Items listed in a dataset
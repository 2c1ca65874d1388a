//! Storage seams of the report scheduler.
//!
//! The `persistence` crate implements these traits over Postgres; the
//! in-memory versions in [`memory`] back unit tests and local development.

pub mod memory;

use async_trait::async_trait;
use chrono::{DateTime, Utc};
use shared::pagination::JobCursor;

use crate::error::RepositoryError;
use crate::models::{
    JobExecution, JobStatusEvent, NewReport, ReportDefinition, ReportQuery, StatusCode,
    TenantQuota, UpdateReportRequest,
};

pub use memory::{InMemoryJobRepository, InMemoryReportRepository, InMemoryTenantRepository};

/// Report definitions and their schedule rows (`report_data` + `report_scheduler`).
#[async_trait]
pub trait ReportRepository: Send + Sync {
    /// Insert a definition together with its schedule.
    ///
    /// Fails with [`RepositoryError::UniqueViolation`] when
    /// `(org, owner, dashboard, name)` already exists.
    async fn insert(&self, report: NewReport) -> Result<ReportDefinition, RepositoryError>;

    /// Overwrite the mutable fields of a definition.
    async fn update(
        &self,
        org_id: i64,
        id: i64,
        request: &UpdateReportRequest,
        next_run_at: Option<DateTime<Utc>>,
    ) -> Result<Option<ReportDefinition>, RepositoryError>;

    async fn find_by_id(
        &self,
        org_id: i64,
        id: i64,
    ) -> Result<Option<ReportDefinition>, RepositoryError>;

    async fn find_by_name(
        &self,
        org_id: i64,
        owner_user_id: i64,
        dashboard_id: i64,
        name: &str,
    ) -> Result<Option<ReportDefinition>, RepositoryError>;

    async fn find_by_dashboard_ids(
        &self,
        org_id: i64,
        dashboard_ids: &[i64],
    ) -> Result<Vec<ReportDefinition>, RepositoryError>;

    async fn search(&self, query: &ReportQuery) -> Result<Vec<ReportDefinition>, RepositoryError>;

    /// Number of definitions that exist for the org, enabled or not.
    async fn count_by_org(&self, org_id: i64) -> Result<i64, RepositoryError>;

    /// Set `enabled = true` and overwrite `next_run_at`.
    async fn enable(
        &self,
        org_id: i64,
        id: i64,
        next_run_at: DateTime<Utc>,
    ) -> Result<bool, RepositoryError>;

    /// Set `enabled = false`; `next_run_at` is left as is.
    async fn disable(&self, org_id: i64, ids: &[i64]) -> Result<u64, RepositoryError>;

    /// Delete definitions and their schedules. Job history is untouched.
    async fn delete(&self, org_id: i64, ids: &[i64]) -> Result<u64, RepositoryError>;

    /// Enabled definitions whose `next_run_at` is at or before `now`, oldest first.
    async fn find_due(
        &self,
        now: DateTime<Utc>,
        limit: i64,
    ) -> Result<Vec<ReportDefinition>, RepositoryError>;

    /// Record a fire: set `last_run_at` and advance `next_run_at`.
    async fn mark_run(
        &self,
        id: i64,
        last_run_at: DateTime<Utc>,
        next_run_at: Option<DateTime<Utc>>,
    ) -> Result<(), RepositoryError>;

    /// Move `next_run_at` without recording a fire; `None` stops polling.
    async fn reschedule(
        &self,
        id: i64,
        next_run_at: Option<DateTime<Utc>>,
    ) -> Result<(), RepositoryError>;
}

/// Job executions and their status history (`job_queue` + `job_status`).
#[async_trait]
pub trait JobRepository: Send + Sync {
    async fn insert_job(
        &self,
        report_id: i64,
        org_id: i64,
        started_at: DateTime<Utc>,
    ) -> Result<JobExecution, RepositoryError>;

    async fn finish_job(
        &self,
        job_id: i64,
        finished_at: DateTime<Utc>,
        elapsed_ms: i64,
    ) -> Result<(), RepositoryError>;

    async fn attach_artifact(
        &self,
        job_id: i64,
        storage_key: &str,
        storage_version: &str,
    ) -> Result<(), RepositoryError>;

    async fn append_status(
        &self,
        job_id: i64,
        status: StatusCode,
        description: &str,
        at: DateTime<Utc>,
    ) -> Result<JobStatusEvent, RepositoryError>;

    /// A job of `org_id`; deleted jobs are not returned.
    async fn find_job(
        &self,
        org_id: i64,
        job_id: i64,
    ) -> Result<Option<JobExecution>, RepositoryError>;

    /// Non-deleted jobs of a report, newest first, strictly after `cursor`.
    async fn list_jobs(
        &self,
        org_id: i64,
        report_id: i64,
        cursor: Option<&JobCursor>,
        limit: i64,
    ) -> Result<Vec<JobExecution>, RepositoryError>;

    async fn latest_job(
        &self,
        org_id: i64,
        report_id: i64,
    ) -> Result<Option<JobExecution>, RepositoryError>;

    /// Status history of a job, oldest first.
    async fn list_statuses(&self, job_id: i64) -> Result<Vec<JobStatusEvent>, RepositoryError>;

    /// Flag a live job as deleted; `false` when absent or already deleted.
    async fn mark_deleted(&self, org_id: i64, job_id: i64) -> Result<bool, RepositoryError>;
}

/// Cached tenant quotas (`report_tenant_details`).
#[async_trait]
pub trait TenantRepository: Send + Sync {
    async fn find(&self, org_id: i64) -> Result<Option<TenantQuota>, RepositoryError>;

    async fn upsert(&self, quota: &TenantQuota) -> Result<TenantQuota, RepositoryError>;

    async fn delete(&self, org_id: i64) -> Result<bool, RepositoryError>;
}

» **What this task involves**
Repeat every record above precisely.

» **Answer to this exercise**
repository 2c1ca65874d1388a
//! Storage seams of the report scheduler.
//!
//! The `persistence` crate implements these traits over Postgres; the
//! in-memory versions in [`memory`] back unit tests and local development.

pub mod memory;

use async_trait::async_trait;
use chrono::{DateTime, Utc};
use shared::pagination::JobCursor;

use crate::error::RepositoryError;
use crate::models::{
    JobExecution, JobStatusEvent, NewReport, ReportDefinition, ReportQuery, StatusCode,
    TenantQuota, UpdateReportRequest,
};

pub use memory::{InMemoryJobRepository, InMemoryReportRepository, InMemoryTenantRepository};

/// Report definitions and their schedule rows (`report_data` + `report_scheduler`).
#[async_trait]
pub trait ReportRepository: Send + Sync {
    /// Insert a definition together with its schedule.
    ///
    /// Fails with [`RepositoryError::UniqueViolation`] when
    /// `(org, owner, dashboard, name)` already exists.
    async fn insert(&self, report: NewReport) -> Result<ReportDefinition, RepositoryError>;

    /// Overwrite the mutable fields of a definition.
    async fn update(
        &self,
        org_id: i64,
        id: i64,
        request: &UpdateReportRequest,
        next_run_at: Option<DateTime<Utc>>,
    ) -> Result<Option<ReportDefinition>, RepositoryError>;

    async fn find_by_id(
        &self,
        org_id: i64,
        id: i64,
    ) -> Result<Option<ReportDefinition>, RepositoryError>;

    async fn find_by_name(
        &self,
        org_id: i64,
        owner_user_id: i64,
        dashboard_id: i64,
        name: &str,
    ) -> Result<Option<ReportDefinition>, RepositoryError>;

    async fn find_by_dashboard_ids(
        &self,
        org_id: i64,
        dashboard_ids: &[i64],
    ) -> Result<Vec<ReportDefinition>, RepositoryError>;

    async fn search(&self, query: &ReportQuery) -> Result<Vec<ReportDefinition>, RepositoryError>;

    /// Number of definitions that exist for the org, enabled or not.
    async fn count_by_org(&self, org_id: i64) -> Result<i64, RepositoryError>;

    /// Set `enabled = true` and overwrite `next_run_at`.
    async fn enable(
        &self,
        org_id: i64,
        id: i64,
        next_run_at: DateTime<Utc>,
    ) -> Result<bool, RepositoryError>;

    /// Set `enabled = false`; `next_run_at` is left as is.
    async fn disable(&self, org_id: i64, ids: &[i64]) -> Result<u64, RepositoryError>;

    /// Delete definitions and their schedules. Job history is untouched.
    async fn delete(&self, org_id: i64, ids: &[i64]) -> Result<u64, RepositoryError>;

    /// Enabled definitions whose `next_run_at` is at or before `now`, oldest first.
    async fn find_due(
        &self,
        now: DateTime<Utc>,
        limit: i64,
    ) -> Result<Vec<ReportDefinition>, RepositoryError>;

    /// Record a fire: set `last_run_at` and advance `next_run_at`.
    async fn mark_run(
        &self,
        id: i64,
        last_run_at: DateTime<Utc>,
        next_run_at: Option<DateTime<Utc>>,
    ) -> Result<(), RepositoryError>;

    /// Move `next_run_at` without recording a fire; `None` stops polling.
    async fn reschedule(
        &self,
        id: i64,
        next_run_at: Option<DateTime<Utc>>,
    ) -> Result<(), RepositoryError>;
}

/// Job executions and their status history (`job_queue` + `job_status`).
#[async_trait]
pub trait JobRepository: Send + Sync {
    async fn insert_job(
        &self,
        report_id: i64,
        org_id: i64,
        started_at: DateTime<Utc>,
    ) -> Result<JobExecution, RepositoryError>;

    async fn finish_job(
        &self,
        job_id: i64,
        finished_at: DateTime<Utc>,
        elapsed_ms: i64,
    ) -> Result<(), RepositoryError>;

    async fn attach_artifact(
        &self,
        job_id: i64,
        storage_key: &str,
        storage_version: &str,
    ) -> Result<(), RepositoryError>;

    async fn append_status(
        &self,
        job_id: i64,
        status: StatusCode,
        description: &str,
        at: DateTime<Utc>,
    ) -> Result<JobStatusEvent, RepositoryError>;

    /// A job of `org_id`; deleted jobs are not returned.
    async fn find_job(
        &self,
        org_id: i64,
        job_id: i64,
    ) -> Result<Option<JobExecution>, RepositoryError>;

    /// Non-deleted jobs of a report, newest first, strictly after `cursor`.
    async fn list_jobs(
        &self,
        org_id: i64,
        report_id: i64,
        cursor: Option<&JobCursor>,
        limit: i64,
    ) -> Result<Vec<JobExecution>, RepositoryError>;

    async fn latest_job(
        &self,
        org_id: i64,
        report_id: i64,
    ) -> Result<Option<JobExecution>, RepositoryError>;

    /// Status history of a job, oldest first.
    async fn list_statuses(&self, job_id: i64) -> Result<Vec<JobStatusEvent>, RepositoryError>;

    /// Flag a live job as deleted; `false` when absent or already deleted.
    async fn mark_deleted(&self, org_id: i64, job_id: i64) -> Result<bool, RepositoryError>;
}

/// Cached tenant quotas (`report_tenant_details`).
#[async_trait]
pub trait TenantRepository: Send + Sync {
    async fn find(&self, org_id: i64) -> Result<Option<TenantQuota>, RepositoryError>;

    async fn upsert(&self, quota: &TenantQuota) -> Result<TenantQuota, RepositoryError>;

    async fn delete(&self, org_id: i64) -> Result<bool, RepositoryError>;
}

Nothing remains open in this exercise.